:: DATA PROVIDED

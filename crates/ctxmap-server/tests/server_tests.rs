//! Server tests — routing, middleware, request scopes, and cleanup when the
//! server is driven through `ctxmap::clear_after`.

use std::sync::Arc;
use std::time::Duration;

use ctxmap::{RequestHandle, clear_after};
use ctxmap_protocol::{HandlerResult, RpcErrorCode};
use ctxmap_server::{
    Middleware, MiddlewareResult, ScopeRegistry, ScopeService, Server, TimingMiddleware,
};
use ctxmap_transport::RequestHandler;
use serde_json::{Value, json};

async fn running_server() -> Server {
    let registry = Arc::new(ScopeRegistry::new());
    let mut server = Server::new(registry.clone());
    server.register_service(ScopeService::new(registry.clone()));
    server.add_middleware(TimingMiddleware::new(registry));
    server.initialize().await.unwrap();
    server
}

/// One request, wrapped the way the transport wraps it.
async fn call(server: &Server, method: &str, params: Option<Value>) -> HandlerResult {
    let handle = RequestHandle::new();
    clear_after(
        server.registry().clone(),
        handle,
        server.handle_request(&handle, method, params),
    )
    .await
}

// ─────────────────────────────────────────────────────────────────────────────
// Lifecycle
// ─────────────────────────────────────────────────────────────────────────────

#[tokio::test]
async fn rejects_requests_before_initialize() {
    let server = Server::new(Arc::new(ScopeRegistry::new()));
    let err = call(&server, "server/ping", None).await.unwrap_err();
    assert_eq!(err.error_code(), RpcErrorCode::ServerNotInitialized);
}

#[tokio::test]
async fn rejects_requests_after_shutdown() {
    let server = running_server().await;
    server.shutdown().await;
    server.shutdown().await;
    let err = call(&server, "server/ping", None).await.unwrap_err();
    assert_eq!(err.error_code(), RpcErrorCode::ServerShuttingDown);
}

// ─────────────────────────────────────────────────────────────────────────────
// Scopes
// ─────────────────────────────────────────────────────────────────────────────

#[tokio::test]
async fn scope_is_visible_to_the_service() {
    let server = running_server().await;
    let handle = RequestHandle::new();

    let result = clear_after(
        server.registry().clone(),
        handle,
        server.handle_request(&handle, "scope/get", None),
    )
    .await
    .unwrap();

    assert_eq!(result["attached"], true);
    assert_eq!(result["scope"]["method"], "scope/get");
    assert_eq!(result["scope"]["handle"], handle.to_string());
    assert!(server.registry().is_empty());
}

#[tokio::test]
async fn set_overwrites_within_one_request() {
    let server = running_server().await;
    let result = call(&server, "scope/set", Some(json!({"key": "user", "value": "alice"})))
        .await
        .unwrap();
    assert_eq!(result["values"], json!({"user": "alice"}));
    assert!(server.registry().is_empty());
}

#[tokio::test]
async fn detached_scope_is_present_but_empty() {
    let server = running_server().await;
    let handle = RequestHandle::new();

    let info = server.handle_request(&handle, "scope/detach", None).await.unwrap();
    assert_eq!(info["present"], true);
    assert_eq!(info["attached"], false);
    assert_eq!(server.registry().lookup_with_presence(&handle), (None, true));

    server.registry().remove(&handle);
    assert_eq!(server.registry().lookup_with_presence(&handle), (None, false));
}

#[tokio::test]
async fn failing_request_is_cleared() {
    let server = running_server().await;
    let err = call(&server, "scope/fail", None).await.unwrap_err();
    assert_eq!(err.error_code(), RpcErrorCode::InternalError);
    assert!(server.registry().is_empty());
}

#[tokio::test]
async fn unwrapped_failing_request_leaks() {
    let server = running_server().await;
    let handle = RequestHandle::new();

    let err = server.handle_request(&handle, "scope/fail", None).await.unwrap_err();
    assert_eq!(err.error_code(), RpcErrorCode::InternalError);

    // Without a lifecycle adapter the entry stays behind.
    let scope = server.registry().lookup(&handle).expect("entry leaked");
    assert_eq!(scope.value("failed"), Some(&json!(true)));
    server.registry().remove(&handle);
    assert!(server.registry().is_empty());
}

#[tokio::test]
async fn deadline_cancels_the_scope() {
    let registry = Arc::new(ScopeRegistry::new());
    let mut server = Server::new(registry.clone()).with_request_timeout(Duration::from_millis(50));
    server.register_service(ScopeService::new(registry.clone()));
    server.initialize().await.unwrap();

    let handle = RequestHandle::new();
    let err = server
        .handle_request(&handle, "scope/wait", Some(json!({"ms": 10_000})))
        .await
        .unwrap_err();
    assert_eq!(err.error_code(), RpcErrorCode::RequestCancelled);

    // The deadline cancels but does not remove; removal is the adapter's job.
    let scope = registry.lookup(&handle).expect("scope still registered");
    assert!(scope.is_cancelled());
    registry.remove(&handle);
}

#[tokio::test]
async fn wait_finishes_inside_deadline() {
    let registry = Arc::new(ScopeRegistry::new());
    let mut server = Server::new(registry.clone()).with_request_timeout(Duration::from_secs(5));
    server.register_service(ScopeService::new(registry.clone()));
    server.initialize().await.unwrap();

    let result = call(&server, "scope/wait", Some(json!({"ms": 1}))).await.unwrap();
    assert_eq!(result["cancelled"], false);
    assert!(registry.is_empty());
}

// ─────────────────────────────────────────────────────────────────────────────
// Routing and middleware
// ─────────────────────────────────────────────────────────────────────────────

#[tokio::test]
async fn server_methods() {
    let server = running_server().await;
    assert_eq!(call(&server, "server/ping", None).await.unwrap(), json!("pong"));

    let stats = call(&server, "server/stats", None).await.unwrap();
    // The stats request's own scope is still registered while it runs.
    assert_eq!(stats["entries"], 1);
    assert_eq!(stats["services"], json!(["scope"]));
    assert_eq!(stats["middleware"], json!(["scope", "timing"]));
}

#[tokio::test]
async fn unknown_namespace() {
    let server = running_server().await;
    let err = call(&server, "nope/x", None).await.unwrap_err();
    assert_eq!(err.error_code(), RpcErrorCode::MethodNotFound);
    assert!(server.registry().is_empty());
}

struct DenyAll;

impl Middleware for DenyAll {
    async fn before(
        &self,
        _handle: &RequestHandle,
        method: &str,
        _params: Option<Value>,
    ) -> MiddlewareResult {
        MiddlewareResult::block(format!("{method} is not allowed"))
    }

    fn name(&self) -> &str {
        "deny-all"
    }
}

#[tokio::test]
async fn blocked_request_is_cleared() {
    let registry = Arc::new(ScopeRegistry::new());
    let mut server = Server::new(registry.clone());
    server.register_service(ScopeService::new(registry.clone()));
    server.add_middleware(DenyAll);
    server.initialize().await.unwrap();

    let err = call(&server, "scope/get", None).await.unwrap_err();
    assert_eq!(err.error_code(), RpcErrorCode::Blocked);
    assert_eq!(err.message, "scope/get is not allowed");
    assert!(registry.is_empty());
}

#[tokio::test]
async fn concurrent_requests_leave_no_entries() {
    let server = Arc::new(running_server().await);
    let mut tasks = Vec::new();

    for i in 0..64 {
        let server = server.clone();
        tasks.push(tokio::spawn(async move {
            let method = if i % 4 == 0 { "scope/fail" } else { "scope/set" };
            let result = call(&server, method, Some(json!({"key": "n", "value": i}))).await;
            (i, result)
        }));
    }

    for task in tasks {
        let (i, result) = task.await.unwrap();
        if i % 4 == 0 {
            assert!(result.is_err());
        } else {
            assert_eq!(result.unwrap()["values"]["n"], i);
        }
    }
    assert!(server.registry().is_empty());
}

::::

The answer should be all the entries, restated with no word changed.

filename crates/ctxmap-server/tests/server_tests.rs
//! Server tests — routing, middleware, request scopes, and cleanup when the
//! server is driven through `ctxmap::clear_after`.

use std::sync::Arc;
use std::time::Duration;

use ctxmap::{RequestHandle, clear_after};
use ctxmap_protocol::{HandlerResult, RpcErrorCode};
use ctxmap_server::{
    Middleware, MiddlewareResult, ScopeRegistry, ScopeService, Server, TimingMiddleware,
};
use ctxmap_transport::RequestHandler;
use serde_json::{Value, json};

async fn running_server() -> Server {
    let registry = Arc::new(ScopeRegistry::new());
    let mut server = Server::new(registry.clone());
    server.register_service(ScopeService::new(registry.clone()));
    server.add_middleware(TimingMiddleware::new(registry));
    server.initialize().await.unwrap();
    server
}

/// One request, wrapped the way the transport wraps it.
async fn call(server: &Server, method: &str, params: Option<Value>) -> HandlerResult {
    let handle = RequestHandle::new();
    clear_after(
        server.registry().clone(),
        handle,
        server.handle_request(&handle, method, params),
    )
    .await
}

// ─────────────────────────────────────────────────────────────────────────────
// Lifecycle
// ─────────────────────────────────────────────────────────────────────────────

#[tokio::test]
async fn rejects_requests_before_initialize() {
    let server = Server::new(Arc::new(ScopeRegistry::new()));
    let err = call(&server, "server/ping", None).await.unwrap_err();
    assert_eq!(err.error_code(), RpcErrorCode::ServerNotInitialized);
}

#[tokio::test]
async fn rejects_requests_after_shutdown() {
    let server = running_server().await;
    server.shutdown().await;
    server.shutdown().await;
    let err = call(&server, "server/ping", None).await.unwrap_err();
    assert_eq!(err.error_code(), RpcErrorCode::ServerShuttingDown);
}

// ─────────────────────────────────────────────────────────────────────────────
// Scopes
// ─────────────────────────────────────────────────────────────────────────────

#[tokio::test]
async fn scope_is_visible_to_the_service() {
    let server = running_server().await;
    let handle = RequestHandle::new();

    let result = clear_after(
        server.registry().clone(),
        handle,
        server.handle_request(&handle, "scope/get", None),
    )
    .await
    .unwrap();

    assert_eq!(result["attached"], true);
    assert_eq!(result["scope"]["method"], "scope/get");
    assert_eq!(result["scope"]["handle"], handle.to_string());
    assert!(server.registry().is_empty());
}

#[tokio::test]
async fn set_overwrites_within_one_request() {
    let server = running_server().await;
    let result = call(&server, "scope/set", Some(json!({"key": "user", "value": "alice"})))
        .await
        .unwrap();
    assert_eq!(result["values"], json!({"user": "alice"}));
    assert!(server.registry().is_empty());
}

#[tokio::test]
async fn detached_scope_is_present_but_empty() {
    let server = running_server().await;
    let handle = RequestHandle::new();

    let info = server.handle_request(&handle, "scope/detach", None).await.unwrap();
    assert_eq!(info["present"], true);
    assert_eq!(info["attached"], false);
    assert_eq!(server.registry().lookup_with_presence(&handle), (None, true));

    server.registry().remove(&handle);
    assert_eq!(server.registry().lookup_with_presence(&handle), (None, false));
}

#[tokio::test]
async fn failing_request_is_cleared() {
    let server = running_server().await;
    let err = call(&server, "scope/fail", None).await.unwrap_err();
    assert_eq!(err.error_code(), RpcErrorCode::InternalError);
    assert!(server.registry().is_empty());
}

#[tokio::test]
async fn unwrapped_failing_request_leaks() {
    let server = running_server().await;
    let handle = RequestHandle::new();

    let err = server.handle_request(&handle, "scope/fail", None).await.unwrap_err();
    assert_eq!(err.error_code(), RpcErrorCode::InternalError);

    // Without a lifecycle adapter the entry stays behind.
    let scope = server.registry().lookup(&handle).expect("entry leaked");
    assert_eq!(scope.value("failed"), Some(&json!(true)));
    server.registry().remove(&handle);
    assert!(server.registry().is_empty());
}

#[tokio::test]
async fn deadline_cancels_the_scope() {
    let registry = Arc::new(ScopeRegistry::new());
    let mut server = Server::new(registry.clone()).with_request_timeout(Duration::from_millis(50));
    server.register_service(ScopeService::new(registry.clone()));
    server.initialize().await.unwrap();

    let handle = RequestHandle::new();
    let err = server
        .handle_request(&handle, "scope/wait", Some(json!({"ms": 10_000})))
        .await
        .unwrap_err();
    assert_eq!(err.error_code(), RpcErrorCode::RequestCancelled);

    // The deadline cancels but does not remove; removal is the adapter's job.
    let scope = registry.lookup(&handle).expect("scope still registered");
    assert!(scope.is_cancelled());
    registry.remove(&handle);
}

#[tokio::test]
async fn wait_finishes_inside_deadline() {
    let registry = Arc::new(ScopeRegistry::new());
    let mut server = Server::new(registry.clone()).with_request_timeout(Duration::from_secs(5));
    server.register_service(ScopeService::new(registry.clone()));
    server.initialize().await.unwrap();

    let result = call(&server, "scope/wait", Some(json!({"ms": 1}))).await.unwrap();
    assert_eq!(result["cancelled"], false);
    assert!(registry.is_empty());
}

// ─────────────────────────────────────────────────────────────────────────────
// Routing and middleware
// ─────────────────────────────────────────────────────────────────────────────

#[tokio::test]
async fn server_methods() {
    let server = running_server().await;
    assert_eq!(call(&server, "server/ping", None).await.unwrap(), json!("pong"));

    let stats = call(&server, "server/stats", None).await.unwrap();
    // The stats request's own scope is still registered while it runs.
    assert_eq!(stats["entries"], 1);
    assert_eq!(stats["services"], json!(["scope"]));
    assert_eq!(stats["middleware"], json!(["scope", "timing"]));
}

#[tokio::test]
async fn unknown_namespace() {
    let server = running_server().await;
    let err = call(&server, "nope/x", None).await.unwrap_err();
    assert_eq!(err.error_code(), RpcErrorCode::MethodNotFound);
    assert!(server.registry().is_empty());
}

struct DenyAll;

impl Middleware for DenyAll {
    async fn before(
        &self,
        _handle: &RequestHandle,
        method: &str,
        _params: Option<Value>,
    ) -> MiddlewareResult {
        MiddlewareResult::block(format!("{method} is not allowed"))
    }

    fn name(&self) -> &str {
        "deny-all"
    }
}

#[tokio::test]
async fn blocked_request_is_cleared() {
    let registry = Arc::new(ScopeRegistry::new());
    let mut server = Server::new(registry.clone());
    server.register_service(ScopeService::new(registry.clone()));
    server.add_middleware(DenyAll);
    server.initialize().await.unwrap();

    let err = call(&server, "scope/get", None).await.unwrap_err();
    assert_eq!(err.error_code(), RpcErrorCode::Blocked);
    assert_eq!(err.message, "scope/get is not allowed");
    assert!(registry.is_empty());
}

#[tokio::test]
async fn concurrent_requests_leave_no_entries() {
    let server = Arc::new(running_server().await);
    let mut tasks = Vec::new();

    for i in 0..64 {
        let server = server.clone();
        tasks.push(tokio::spawn(async move {
            let method = if i % 4 == 0 { "scope/fail" } else { "scope/set" };
            let result = call(&server, method, Some(json!({"key": "n", "value": i}))).await;
            (i, result)
        }));
    }

    for task in tasks {
        let (i, result) = task.await.unwrap();
        if i % 4 == 0 {
            assert!(result.is_err());
        } else {
            assert_eq!(result.unwrap()["values"]["n"], i);
        }
    }
    assert!(server.registry().is_empty());
}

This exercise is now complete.